Quelle flamme pouvait se comparer à la Flamme Divine Éternelle ?

L'âme de Rody brûlait encore, endurait encore le tourment de la Flamme Divine Éternelle. Face à un autre être de l'élément feu comme le Seigneur des Flammes, il ne pouvait vraiment pas dire qu'il avait peur.

Surtout après avoir découvert que sa Magie Mentale pouvait aussi être très efficace contre un Général Démon, sa confiance avait centuplé. Laquelle était la plus puissante, sa propre Flamme Divine Éternelle, ou la compétence supérieure du Seigneur des Flammes ? Mais même si sa flamme ne pouvait pas rivaliser avec celle de l'adversaire, Rody, qui ne mourrait pas même si son corps était brûlé par la Flamme Divine Éternelle, n'avait plus grand-chose à craindre du feu.

« Hé, qui est Jill ? C'est ton premier amour ? » Chris continua à demander en chemin.

« Si je disais oui, me croirais-tu ? » Rody répondit avec agacement.

« C'est la Patronne ? » Chris changea de sujet.

« Non. » Rody trouvait étrange que ce type s'intéresse tant à son premier amour. Veut-il devenir barde ? Pour se tenir un jour près de la grande fontaine au centre-ville, chantant à tue-tête ses exploits héroïques et ses légendes romantiques ?

« Jill est-elle une princesse ? Une princesse de Ferrick ? » demanda Chris, puis secoua lui-même la tête : « Non, la princesse de Ferrick s'appelle Iphies ! Jill, Jill, ce nom est probablement un surnom pour Gillian ou Juliana, non ? C'est ta camarade de classe à l'Académie de Ferrick ? Alors elle a ton âge ? Vous étiez voisins de banc ? Elle t'apportait le petit-déjeuner en cachette ? »

« Oui, et elle me réveillait tous les jours, m'apportait l'eau pour me laver le visage, m'épluchait des pommes, et oh, elle me chantait aussi la Chanson de la Chance ! » Rody débitait des absurdités.

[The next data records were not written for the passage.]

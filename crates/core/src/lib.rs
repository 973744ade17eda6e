//! `barlo-core`: product lookup building blocks.
//!
//! This crate contains **pure** primitives (no IO): the product record, the
//! error taxonomy, and the text/price normalization used for search and display.

pub mod error;
pub mod price;
pub mod product;
pub mod text;

pub use error::{LookupError, LookupResult};
pub use price::{PriceFormat, format_price, parse_price};
pub use product::{Product, ProductField, ProductPatch, ViewKind};
pub use text::{fold_for_search, normalize};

« Qui tu veux avoir ? À part cette petite Dora, personne ne ferait ça ! » Chris rit en entendant cela ; il se souvint comment, avant le départ, il avait fait en sorte que la petite Dora rende Rody presque fou, et se rappela que Rody n'aimait pas des choses comme les manières et les règles. Il semblait que Jill n'était définitivement pas quelqu'un comme Dora.

« Les seins de Jill sont très gros ? » Après avoir marché un moment, Chris demanda à nouveau.

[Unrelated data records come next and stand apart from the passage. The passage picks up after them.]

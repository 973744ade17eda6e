//! Query-driven match views over the catalog.
//!
//! Both views are recomputed from scratch by a full scan on every query change.
//! They are copies of store entries in store order; the only in-place mutation is
//! [`MatchEngine::apply_patch`], used by the edit reconciler.

use barlo_core::{Product, ProductPatch, ViewKind, fold_for_search};

use crate::store::{CatalogStore, apply_patch_by_barcode};

/// Products whose trimmed barcode equals the trimmed `query`. Empty query ⇒ none.
pub fn match_barcode(products: &[Product], query: &str) -> Vec<Product> {
    let key = query.trim();
    if key.is_empty() {
        return Vec::new();
    }
    products
        .iter()
        .filter(|p| p.barcode_key() == key)
        .cloned()
        .collect()
}

/// Products whose folded article contains the folded `query`. Empty query ⇒ none.
pub fn match_article(products: &[Product], query: &str) -> Vec<Product> {
    let needle = fold_for_search(query);
    if needle.is_empty() {
        return Vec::new();
    }
    products
        .iter()
        .filter(|p| fold_for_search(&p.article).contains(&needle))
        .cloned()
        .collect()
}

/// Holds the current queries and their match views.
#[derive(Debug, Clone, Default, PartialEq, Eq)]
pub struct MatchEngine {
    barcode_query: String,
    article_query: String,
    barcode_matches: Vec<Product>,
    article_matches: Vec<Product>,
}

impl MatchEngine {
    pub fn new() -> Self {
        Self::default()
    }

    /// Set the barcode query (stored trimmed) and recompute the barcode view.
    pub fn set_barcode_query(&mut self, query: &str, store: &CatalogStore) -> &[Product] {
        self.barcode_query = query.trim().to_string();
        self.barcode_matches = match_barcode(store.products(), &self.barcode_query);
        &self.barcode_matches
    }

    /// Set the article query (stored as typed) and recompute the article view.
    pub fn set_article_query(&mut self, query: &str, store: &CatalogStore) -> &[Product] {
        self.article_query = query.to_string();
        self.article_matches = match_article(store.products(), &self.article_query);
        &self.article_matches
    }

    /// Re-derive both views from the current queries (after a catalog load).
    pub fn refresh(&mut self, store: &CatalogStore) {
        self.barcode_matches = match_barcode(store.products(), &self.barcode_query);
        self.article_matches = match_article(store.products(), &self.article_query);
    }

    pub fn barcode_query(&self) -> &str {
        &self.barcode_query
    }

    pub fn article_query(&self) -> &str {
        &self.article_query
    }

    pub fn barcode_matches(&self) -> &[Product] {
        &self.barcode_matches
    }

    pub fn article_matches(&self) -> &[Product] {
        &self.article_matches
    }

    pub fn view(&self, kind: ViewKind) -> &[Product] {
        match kind {
            ViewKind::Barcode => &self.barcode_matches,
            ViewKind::Article => &self.article_matches,
        }
    }

    /// Whether a search is active for `kind` (non-blank query).
    pub fn is_searching(&self, kind: ViewKind) -> bool {
        let query = match kind {
            ViewKind::Barcode => &self.barcode_query,
            ViewKind::Article => &self.article_query,
        };
        !query.trim().is_empty()
    }

    /// A search is active for `kind` and found nothing ("no product found").
    pub fn no_results(&self, kind: ViewKind) -> bool {
        self.is_searching(kind) && self.view(kind).is_empty()
    }

    /// Patch every entry with `barcode` in both views; returns how many changed.
    pub(crate) fn apply_patch(&mut self, barcode: &str, patch: &ProductPatch) -> usize {
        apply_patch_by_barcode(&mut self.barcode_matches, barcode, patch)
            + apply_patch_by_barcode(&mut self.article_matches, barcode, patch)
    }
}

#[cfg(test)]
mod tests {
    use super::*;
    use proptest::prelude::*;

    fn store() -> CatalogStore {
        CatalogStore::from_products(vec![
            Product::new("Coca-Cola", "5449000131836", "0.5l", "1.50"),
            Product::new("Café Crème", "7610000000011", "Kapseln", "4.90"),
            Product::new("Fanta Orange", "5449000011527", "", "1.40"),
            Product::new("Coca-Cola Zero", "5449000133335", "", "1.50"),
        ])
    }

    #[test]
    fn barcode_query_matches_exactly() {
        let store = store();
        let mut engine = MatchEngine::new();

        let hits = engine.set_barcode_query("5449000131836", &store);
        assert_eq!(hits.len(), 1);
        assert_eq!(hits[0].article, "Coca-Cola");

        assert!(engine.set_barcode_query("5449000131837", &store).is_empty());
        assert!(engine.no_results(ViewKind::Barcode));
    }

    #[test]
    fn barcode_query_is_trimmed_but_not_a_prefix_match() {
        let store = store();
        let mut engine = MatchEngine::new();

        assert_eq!(engine.set_barcode_query("  5449000131836\n", &store).len(), 1);
        assert_eq!(engine.barcode_query(), "5449000131836");
        assert!(engine.set_barcode_query("5449", &store).is_empty());
    }

    #[test]
    fn empty_queries_suppress_search() {
        let store = store();
        let mut engine = MatchEngine::new();

        assert!(engine.set_barcode_query("   ", &store).is_empty());
        assert!(engine.set_article_query("", &store).is_empty());
        assert!(!engine.no_results(ViewKind::Barcode));
        assert!(!engine.no_results(ViewKind::Article));
    }

    #[test]
    fn article_query_is_case_and_accent_insensitive() {
        let store = store();
        let mut engine = MatchEngine::new();

        let hits = engine.set_article_query("cafe", &store);
        assert_eq!(hits.len(), 1);
        assert_eq!(hits[0].article, "Café Crème");

        assert_eq!(engine.set_article_query(" CRÈME ", &store).len(), 1);
        assert_eq!(engine.article_query(), " CRÈME ");
    }

    #[test]
    fn article_matches_preserve_store_order() {
        let store = store();
        let mut engine = MatchEngine::new();

        let names: Vec<_> = engine
            .set_article_query("cola", &store)
            .iter()
            .map(|p| p.article.clone())
            .collect();
        assert_eq!(names, vec!["Coca-Cola", "Coca-Cola Zero"]);
    }

    #[test]
    fn queries_do_not_touch_the_store() {
        let store = store();
        let before = store.clone();
        let mut engine = MatchEngine::new();
        engine.set_barcode_query("5449000131836", &store);
        engine.set_article_query("a", &store);
        assert_eq!(store, before);
    }

    #[test]
    fn refresh_rederives_views_after_reload() {
        let mut catalog = CatalogStore::new();
        let mut engine = MatchEngine::new();
        engine.set_barcode_query("5449000131836", &catalog);
        engine.set_article_query("fanta", &catalog);
        assert!(engine.barcode_matches().is_empty());

        catalog.replace(store().products().to_vec());
        engine.refresh(&catalog);
        assert_eq!(engine.barcode_matches().len(), 1);
        assert_eq!(engine.article_matches().len(), 1);
    }

    #[test]
    fn apply_patch_reaches_both_views() {
        let store = store();
        let mut engine = MatchEngine::new();
        engine.set_barcode_query("5449000131836", &store);
        engine.set_article_query("coca", &store);

        let patch = ProductPatch {
            description: Some("1l".to_string()),
            ..ProductPatch::default()
        };
        assert_eq!(engine.apply_patch("5449000131836", &patch), 2);
        assert_eq!(engine.barcode_matches()[0].description, "1l");
        assert_eq!(engine.article_matches()[0].description, "1l");
        assert_eq!(engine.article_matches()[1].description, "");
    }

    fn arb_product() -> impl Strategy<Value = Product> {
        (
            "[A-Za-zéèàüö -]{0,12}",
            "[0-9 ]{0,6}",
            "[a-z]{0,5}",
            "[0-9]{1,3}\\.[0-9]{2}",
        )
            .prop_map(|(a, b, d, p)| Product::new(a, b, d, p))
    }

    proptest! {
        #![proptest_config(ProptestConfig {
            cases: 256,
            ..ProptestConfig::default()
        })]

        /// Property: the barcode view is exactly the trimmed-equal subset, in order.
        #[test]
        fn barcode_view_is_exact_subset(
            products in prop::collection::vec(arb_product(), 0..20),
            query in "[0-9 ]{0,6}"
        ) {
            let store = CatalogStore::from_products(products.clone());
            let mut engine = MatchEngine::new();
            let hits = engine.set_barcode_query(&query, &store).to_vec();

            let expected: Vec<Product> = if query.trim().is_empty() {
                vec![]
            } else {
                products.into_iter().filter(|p| p.barcode.trim() == query.trim()).collect()
            };
            prop_assert_eq!(hits, expected);
        }

        /// Property: every article hit contains the folded query; every miss does not.
        #[test]
        fn article_view_partitions_catalog(
            products in prop::collection::vec(arb_product(), 0..20),
            query in "[A-Za-zéü ]{1,4}"
        ) {
            let store = CatalogStore::from_products(products.clone());
            let mut engine = MatchEngine::new();
            let hits = engine.set_article_query(&query, &store).to_vec();
            let needle = fold_for_search(&query);

            if needle.is_empty() {
                prop_assert!(hits.is_empty());
            } else {
                let expected: Vec<Product> = products
                    .into_iter()
                    .filter(|p| fold_for_search(&p.article).contains(&needle))
                    .collect();
                prop_assert_eq!(hits, expected);
            }
        }

        /// Property: issuing the same query twice yields the same views.
        #[test]
        fn queries_are_idempotent(
            products in prop::collection::vec(arb_product(), 0..20),
            barcode in "[0-9]{0,3}",
            article in "[a-z]{0,3}"
        ) {
            let store = CatalogStore::from_products(products);
            let mut engine = MatchEngine::new();

            let first_b = engine.set_barcode_query(&barcode, &store).to_vec();
            let first_a = engine.set_article_query(&article, &store).to_vec();
            let second_b = engine.set_barcode_query(&barcode, &store).to_vec();
            let second_a = engine.set_article_query(&article, &store).to_vec();

            prop_assert_eq!(first_b, second_b);
            prop_assert_eq!(first_a, second_a);
        }
    }
}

« Même s'ils le sont, aucun n'est pour toi ! » Rody se mit en colère.

« Ne te méprends pas, je voulais juste la comparer à Béatrice pour voir qui est un peu plus remarquable ! » Chris agita vite les mains. Voyant que la colère de Rody ne semblait pas monter, il demanda à nouveau avec un grand sourire : « Tu n'aimes pas en fait les petites lolis vierges aux petits seins, hein ? Ha, jamais cru que tu avais un tel passe-temps ! »

« J'ai un autre passe-temps : frapper les gens ! » Rody leva le poing et pourchassa Chris frénétiquement sur cinq kilomètres sans s'arrêter, le terrifiant au point de le faire fuir en panique.